Mote and TNC partner in coral conservation, including an initiative announced in 2016 that ultimately aims to enable coral restoration at unprecedented scales throughout the Caribbean and the Florida Keys.
Muller, manager of Mote’s Coral Health & Disease Program, received a five-year National Science Foundation (NSF) grant in 2015 to study the variability in resilience of corals affected by environmental change: important information for restoring reefs effectively.
Coral reefs provide a home and support system for diverse marine life. Sadly, reef ecosystems are in danger due to both natural causes and harmful human impacts such as temperature increases and ocean acidification from excess carbon dioxide entering the atmosphere.
The NSF-supported, research-based high school program focuses on research related to coral health, conservation and restoration and its goal is to relieve some of the stress affecting reefs.
“The program provides a one of a kind experience for the youth of St. Croix,” Muller said. “We provide mentorship and education that fosters a scientific and emotional connection with their surrounding reef environments. The students learn the value of the coral reefs in their backyards and become local stewards for ocean conservation. Several will also go on to continue studying the marine environment as a career, and become mentors for the next generation themselves.”
This program, now in its second year, emphasizes educating and inspiring students to conserve natural resources. The program, overseen by Muller at Mote and the St. Croix nonprofit EARTHANGLE, led by Ms. Daina King-Sall, provides research experience along with educational snorkeling excursions.

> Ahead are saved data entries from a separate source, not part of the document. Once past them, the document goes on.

#[cfg(test)]
mod tests {
    use crate::container::Container;
    use di_abstractions::{ComponentResolver, ContainerConfig, CyclePolicy, TypedComponentResolver};
    use infrastructure_common::{ComponentRef, ComponentType, DependencyError, Inject, WiringState};
    use std::sync::atomic::{AtomicUsize, Ordering};
    use std::sync::Arc;

    trait Greeter: Send + Sync {
        fn greet(&self) -> String;
    }

    #[derive(Default)]
    struct EnglishGreeter;

    impl Greeter for EnglishGreeter {
        fn greet(&self) -> String {
            "Hello".to_string()
        }
    }

    #[derive(Default)]
    struct FrenchGreeter;

    impl Greeter for FrenchGreeter {
        fn greet(&self) -> String {
            "Bonjour".to_string()
        }
    }

    #[derive(Default)]
    struct Reception {
        en: Inject<dyn Greeter>,
        fr: Inject<dyn Greeter>,
        inits: AtomicUsize,
    }

    #[derive(Default)]
    struct Alpha {
        beta: Inject<Beta>,
        saw_beta_wired: std::sync::atomic::AtomicBool,
    }

    #[derive(Default)]
    struct Beta {
        alpha: Inject<Alpha>,
        saw_alpha_wired: std::sync::atomic::AtomicBool,
    }

    fn greeters(container: &Container) {
        container
            .register_type(
                ComponentType::builder::<EnglishGreeter>()
                    .qualifier("en")
                    .provides::<dyn Greeter>(|g| g)
                    .no_arg_constructor(EnglishGreeter::default)
                    .build(),
            )
            .unwrap();
        container
            .register_type(
                ComponentType::builder::<FrenchGreeter>()
                    .qualifier("fr")
                    .provides::<dyn Greeter>(|g| g)
                    .no_arg_constructor(FrenchGreeter::default)
                    .build(),
            )
            .unwrap();
    }

    fn reception() -> Arc<ComponentType> {
        ComponentType::builder::<Reception>()
            .no_arg_constructor(Reception::default)
            .field::<dyn Greeter>("en", |r| &r.en)
            .qualified_field::<dyn Greeter>("fr", "fr", |r| &r.fr)
            .post_construct("count_inits", |r: &Reception| {
                r.inits.fetch_add(1, Ordering::SeqCst);
                Ok(())
            })
            .build()
    }

    fn cycle(container: &Container) {
        container
            .register_type(
                ComponentType::builder::<Alpha>()
                    .no_arg_constructor(Alpha::default)
                    .field::<Beta>("beta", |a| &a.beta)
                    .post_construct("check", |a: &Alpha| {
                        let wired = a.beta.get().is_some_and(|b| b.alpha.is_wired());
                        a.saw_beta_wired.store(wired, Ordering::SeqCst);
                        Ok(())
                    })
                    .build(),
            )
            .unwrap();
        container
            .register_type(
                ComponentType::builder::<Beta>()
                    .no_arg_constructor(Beta::default)
                    .field::<Alpha>("alpha", |b| &b.alpha)
                    .post_construct("check", |b: &Beta| {
                        let wired = b.alpha.get().is_some_and(|a| a.beta.is_wired());
                        b.saw_alpha_wired.store(wired, Ordering::SeqCst);
                        Ok(())
                    })
                    .build(),
            )
            .unwrap();
    }

    #[test]
    fn test_field_name_and_qualifier_select_greeters() {
        let container = Container::new();
        greeters(&container);
        container.register_type(reception()).unwrap();

        let reception = container.resolve::<Reception>().unwrap();
        assert_eq!(reception.en.get().unwrap().greet(), "Hello");
        assert_eq!(reception.fr.get().unwrap().greet(), "Bonjour");
        assert_eq!(reception.inits.load(Ordering::SeqCst), 1);
    }

    #[test]
    fn test_inject_twice_is_noop() {
        let container = Container::new();
        greeters(&container);
        container.register_type(reception()).unwrap();

        let component = container.components().into_iter().last().unwrap();
        let target = ComponentRef::new(Arc::new(Reception::default()), component);
        container.inject(&target).unwrap();
        container.inject(&target).unwrap();

        let reception = target.downcast::<Reception>().unwrap();
        assert_eq!(reception.inits.load(Ordering::SeqCst), 1);
        assert_eq!(container.diagnostics().report().hook_invocations().count(), 1);
        assert_eq!(container.diagnostics().report().field_assignments().count(), 2);
    }

    #[test]
    fn test_inject_rejects_foreign_singleton_instance() {
        let container = Container::new();
        greeters(&container);
        container.register_type(reception()).unwrap();
        let managed = container.resolve::<Reception>().unwrap();
        assert_eq!(managed.inits.load(Ordering::SeqCst), 1);

        let component = container.components().into_iter().last().unwrap();
        let foreign = ComponentRef::new(Arc::new(Reception::default()), component);
        assert!(matches!(
            container.inject(&foreign),
            Err(DependencyError::Configuration { .. })
        ));
    }

    #[test]
    fn test_field_cycle_returns_same_partially_wired_instance() {
        let container = Container::new();
        cycle(&container);

        let alpha = container.resolve::<Alpha>().unwrap();
        let beta = container.resolve::<Beta>().unwrap();

        assert!(Arc::ptr_eq(alpha.beta.get().unwrap(), &beta));
        assert!(Arc::ptr_eq(beta.alpha.get().unwrap(), &alpha));
        // Beta 的钩子运行时 Alpha 还在装配中
        assert!(!beta.saw_alpha_wired.load(Ordering::SeqCst));
        assert!(alpha.saw_beta_wired.load(Ordering::SeqCst));

        let partial: Vec<_> = container
            .diagnostics()
            .report()
            .lines()
            .into_iter()
            .filter(|line| line.ends_with("(partial)"))
            .collect();
        assert_eq!(partial.len(), 1);
    }

    #[test]
    fn test_reject_policy_fails_on_field_cycle() {
        let container = Container::with_config(ContainerConfig {
            cycle_policy: CyclePolicy::Reject,
            ..ContainerConfig::default()
        });
        cycle(&container);

        match container.resolve::<Alpha>() {
            Err(DependencyError::CircularDependency { dependency_chain }) => {
                assert_eq!(dependency_chain, "Alpha -> Beta -> Alpha");
            }
            other => panic!("应该检测到循环依赖: {:?}", other.map(|_| ())),
        }
    }

    #[test]
    fn test_self_referencing_per_request_exceeds_depth() {
        #[derive(Default)]
        struct Node {
            next: Inject<Node>,
        }

        let container = Container::with_config(ContainerConfig {
            max_resolution_depth: 8,
            ..ContainerConfig::default()
        });
        container
            .register_type(
                ComponentType::builder::<Node>()
                    .per_request()
                    .no_arg_constructor(Node::default)
                    .field::<Node>("next", |n| &n.next)
                    .build(),
            )
            .unwrap();

        assert!(matches!(
            container.resolve::<Node>(),
            Err(DependencyError::ResolutionDepthExceeded { max_depth: 8, .. })
        ));
    }

    #[test]
    fn test_hook_failure_is_reported_with_hook_name() {
        #[derive(Default)]
        struct Faulty;

        let container = Container::new();
        container
            .register_type(
                ComponentType::builder::<Faulty>()
                    .no_arg_constructor(Faulty::default)
                    .post_construct("open", |_f: &Faulty| Err("端口被占用".into()))
                    .build(),
            )
            .unwrap();

        match container.resolve::<Faulty>() {
            Err(DependencyError::HookFailed { hook, .. }) => assert_eq!(hook, "open"),
            other => panic!("意外的结果: {:?}", other.map(|_| ())),
        }
    }

    #[test]
    fn test_failed_wiring_is_reported_again_on_next_resolution() {
        trait Missing: Send + Sync {}

        #[derive(Default)]
        struct Faulty {
            attempts: AtomicUsize,
        }

        #[derive(Default)]
        struct NeedsMissing {
            dep: Inject<dyn Missing>,
            inits: AtomicUsize,
        }

        let faulty = ComponentType::builder::<Faulty>()
            .no_arg_constructor(Faulty::default)
            .post_construct("open", |f: &Faulty| {
                f.attempts.fetch_add(1, Ordering::SeqCst);
                Err("端口被占用".into())
            })
            .build();
        let needs_missing = ComponentType::builder::<NeedsMissing>()
            .no_arg_constructor(NeedsMissing::default)
            .field::<dyn Missing>("dep", |n| &n.dep)
            .post_construct("init", |n: &NeedsMissing| {
                n.inits.fetch_add(1, Ordering::SeqCst);
                Ok(())
            })
            .build();

        let container = Container::new();
        container.register_type(Arc::clone(&faulty)).unwrap();
        container.register_type(Arc::clone(&needs_missing)).unwrap();

        for _ in 0..2 {
            let err = container.resolve::<Faulty>().map(|_| ()).unwrap_err();
            assert_eq!(err.kind(), "HookFailed");
            let err = container.resolve::<NeedsMissing>().map(|_| ()).unwrap_err();
            assert_eq!(err.kind(), "CapabilityNotFound");
        }

        let stored = container.construct(&faulty).unwrap();
        assert_eq!(container.wiring_state(&stored), WiringState::NotStarted);
        assert_eq!(stored.downcast::<Faulty>().unwrap().attempts.load(Ordering::SeqCst), 2);

        let stored = container.construct(&needs_missing).unwrap();
        assert_eq!(container.wiring_state(&stored), WiringState::NotStarted);
        let needs_missing = stored.downcast::<NeedsMissing>().unwrap();
        assert!(!needs_missing.dep.is_wired());
        assert_eq!(needs_missing.inits.load(Ordering::SeqCst), 0);
    }

    #[test]
    fn test_wiring_completes_once_the_failure_is_gone() {
        #[derive(Default)]
        struct Flaky {
            greeter: Inject<dyn Greeter>,
            attempts: AtomicUsize,
        }

        let container = Container::new();
        container
            .register_type(
                ComponentType::builder::<Flaky>()
                    .no_arg_constructor(Flaky::default)
                    .field::<dyn Greeter>("greeter", |f| &f.greeter)
                    .post_construct("connect", |f: &Flaky| {
                        match f.attempts.fetch_add(1, Ordering::SeqCst) {
                            0 => Err("暂时不可用".into()),
                            _ => Ok(()),
                        }
                    })
                    .build(),
            )
            .unwrap();
        container
            .register_type(
                ComponentType::builder::<EnglishGreeter>()
                    .provides::<dyn Greeter>(|g| g)
                    .no_arg_constructor(EnglishGreeter::default)
                    .build(),
            )
            .unwrap();

        assert!(container.resolve::<Flaky>().is_err());
        let flaky = container.resolve::<Flaky>().unwrap();
        assert_eq!(flaky.attempts.load(Ordering::SeqCst), 2);
        assert_eq!(flaky.greeter.get().unwrap().greet(), "Hello");
        assert_eq!(container.diagnostics().report().field_assignments().count(), 1);
    }

    #[test]
    fn test_hooks_run_in_declaration_order_after_fields() {
        #[derive(Default)]
        struct Ordered {
            greeter: Inject<dyn Greeter>,
            log: parking_lot::Mutex<Vec<String>>,
        }

        let container = Container::new();
        container
            .register_type(
                ComponentType::builder::<EnglishGreeter>()
                    .provides::<dyn Greeter>(|g| g)
                    .no_arg_constructor(EnglishGreeter::default)
                    .build(),
            )
            .unwrap();
        container
            .register_type(
                ComponentType::builder::<Ordered>()
                    .no_arg_constructor(Ordered::default)
                    .field::<dyn Greeter>("greeter", |o| &o.greeter)
                    .post_construct("first", |o: &Ordered| {
                        o.log.lock().push(format!("first:{}", o.greeter.is_wired()));
                        Ok(())
                    })
                    .post_construct("second", |o: &Ordered| {
                        o.log.lock().push("second".to_string());
                        Ok(())
                    })
                    .build(),
            )
            .unwrap();

        let ordered = container.resolve::<Ordered>().unwrap();
        assert_eq!(*ordered.log.lock(), vec!["first:true", "second"]);

        let target = container
            .resolve_key(&infrastructure_common::CapabilityKey::of::<Ordered>(), None)
            .unwrap();
        assert_eq!(container.wiring_state(&target), WiringState::Complete);
    }
}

“Some of the participants weren’t even comfortable swimming when we started, and now, several of them have been scuba certified, and others are snorkeling and freediving. We hope to get them all scuba certified eventually,” Muller said. “It’s awesome to see them go from not being able to swim to see them actually out there on a reef, freediving and participating in a reef restoration project. It’s been a wonderful experience.”
Although corals grow slowly, Muller is hopeful they will see progress in the upcoming years.
“While we were planting our corals, we could see nearby corals that had been outplanted four years earlier and had grown remarkably since then,” Muller said. “So we’re hoping that four years from now we’ll be able to go out and see our corals really big and healthy too. We are truly rebuilding the function of that reef, one coral at a time.”